3D Dstorm Imaging Reveals Camkii-Dependent Dispersal of Ryanodine Receptor Clusters in Failing Rat Cardiomyocytes

Abstract

Excitation-contraction coupling in the heart crucially depends on the function of ryanodine receptors (RyRs). Recent advances in single-molecule localization microscopy have enabled nanoscale visualization of RyR organization, yet the precise geometric arrangement of RyRs in both health and disease has yet to be characterized. Here, we employed our recently developed 3D dSTORM method to quantify the subcellular, nanoscale organization of RyRs in normal and failing (post-infarction) rat cardiomyocytes, proposing that disassembly of RyR clusters promotes impaired Ca2+ homeostasis in this condition.

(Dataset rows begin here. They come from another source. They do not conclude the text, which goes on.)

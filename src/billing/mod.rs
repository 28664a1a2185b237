// ABOUTME: Stripe billing client for customer creation and payment links
// ABOUTME: Form-encoded REST calls against the Stripe API with error mapping
//
// SPDX-License-Identifier: MIT OR Apache-2.0
// Copyright (c) 2025 Vitalis Health

//! Stripe integration.
//!
//! Two operations back the payment-link endpoint: lazily creating a billing
//! customer for a user, and creating a hosted checkout link for a price.
//! Failures surface as external-service errors and are reported to the
//! caller as a generic failure, never with provider detail.

use reqwest::Client;
use serde::Deserialize;
use std::time::Duration;
use tracing::{debug, info};
use uuid::Uuid;
use vitalis_core::errors::{AppError, AppResult};

/// Stripe API base URL
const STRIPE_API_BASE: &str = "https://api.stripe.com/v1";

/// Request timeout for billing calls
const REQUEST_TIMEOUT_SECS: u64 = 15;

/// A created payment link
#[derive(Debug, Clone, Deserialize)]
pub struct PaymentLink {
    /// Link id
    pub id: String,
    /// Hosted checkout URL
    pub url: String,
}

#[derive(Debug, Deserialize)]
struct CustomerResponse {
    id: String,
}

/// Stripe API client
pub struct StripeClient {
    client: Client,
    secret_key: String,
    api_base: String,
}

impl StripeClient {
    /// Create a client with the given secret key
    ///
    /// # Errors
    /// Returns an error when the HTTP client cannot be constructed.
    pub fn new(secret_key: &str) -> AppResult<Self> {
        Self::with_api_base(secret_key, STRIPE_API_BASE)
    }

    /// Create a client against a custom API base (used by tests)
    ///
    /// # Errors
    /// Returns an error when the HTTP client cannot be constructed.
    pub fn with_api_base(secret_key: &str, api_base: &str) -> AppResult<Self> {
        let client = Client::builder()
            .timeout(Duration::from_secs(REQUEST_TIMEOUT_SECS))
            .build()
            .map_err(|e| AppError::config(format!("failed to build HTTP client: {e}")))?;
        Ok(Self {
            client,
            secret_key: secret_key.to_owned(),
            api_base: api_base.trim_end_matches('/').to_owned(),
        })
    }

    /// Create a billing customer for a user
    ///
    /// # Errors
    /// Returns an external-service error when the provider call fails.
    pub async fn create_customer(&self, user_id: Uuid, email: &str) -> AppResult<String> {
        debug!(%user_id, "creating billing customer");
        let response = self
            .client
            .post(format!("{}/customers", self.api_base))
            .basic_auth(&self.secret_key, None::<&str>)
            .form(&[
                ("email", email),
                ("metadata[user_id]", &user_id.to_string()),
            ])
            .send()
            .await?
            .error_for_status()
            .map_err(|e| AppError::external_service("stripe", e.to_string()))?;

        let customer: CustomerResponse = response.json().await?;
        info!(%user_id, customer_id = %customer.id, "billing customer created");
        Ok(customer.id)
    }

    /// Create a hosted checkout link for a price
    ///
    /// # Errors
    /// Returns an external-service error when the provider call fails.
    pub async fn create_payment_link(
        &self,
        customer_id: &str,
        price_id: &str,
        success_url: &str,
        cancel_url: &str,
    ) -> AppResult<PaymentLink> {
        debug!(customer_id, price_id, "creating payment link");
        let response = self
            .client
            .post(format!("{}/checkout/sessions", self.api_base))
            .basic_auth(&self.secret_key, None::<&str>)
            .form(&[
                ("customer", customer_id),
                ("mode", "subscription"),
                ("line_items[0][price]", price_id),
                ("line_items[0][quantity]", "1"),
                ("success_url", success_url),
                ("cancel_url", cancel_url),
            ])
            .send()
            .await?
            .error_for_status()
            .map_err(|e| AppError::external_service("stripe", e.to_string()))?;

        let link: PaymentLink = response.json().await?;
        info!(customer_id, link_id = %link.id, "payment link created");
        Ok(link)
    }
}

We specifically investigated the nanoscale organization of interior RyRs which are associated with the transverse tubule network; a subpopulation of RyRs that can only be quantitatively characterized in 3D. We observed a significant reduction in RyR cluster size in failing cardiomyocytes when compared to sham-operated controls (5.0±0.3 vs. 7.8±0.4 RyRs/cluster, p<0.05). RyR cluster groupings localized within 100 nm of their neighbours comprise Ca2+ release units (CRUs), which are thought to cooperatively generate Ca2+ sparks. 3D imaging revealed an average of 21±0.9 RyRs/CRU in sham cells, but only 15.1±1.3 RyRs/CRU in failing cells (p<0.05). Failing cardiomyocytes also contained more RyR clusters / CRU than sham cells (2.7±0.1 vs 2.9±0.1, p<0.05), associated with slower Ca2+ spark kinetics (time to peak = 7.7±0.5 vs 10.5±0.4, p<0.05). When failing cardiomyocytes were treated with a CaMKII blocker (Autocamtide-1-related Inhibitory Peptide, AIP), Ca2+ spark characteristics were restored to sham levels. AIP administration also reversed the RyR dispersal observed at both the cluster and CRU level. Importantly, stimulation of CaMKII by the EPAC activator 8-CPT reproduced RyR dispersion in healthy cardiomyocytes. Together, our results suggest that RyR cluster disassembly in failing cardiomyocytes is driven by CaMKII phosphorylation, and promotes impaired cardiomyocyte Ca2+ homeostasis in this disease.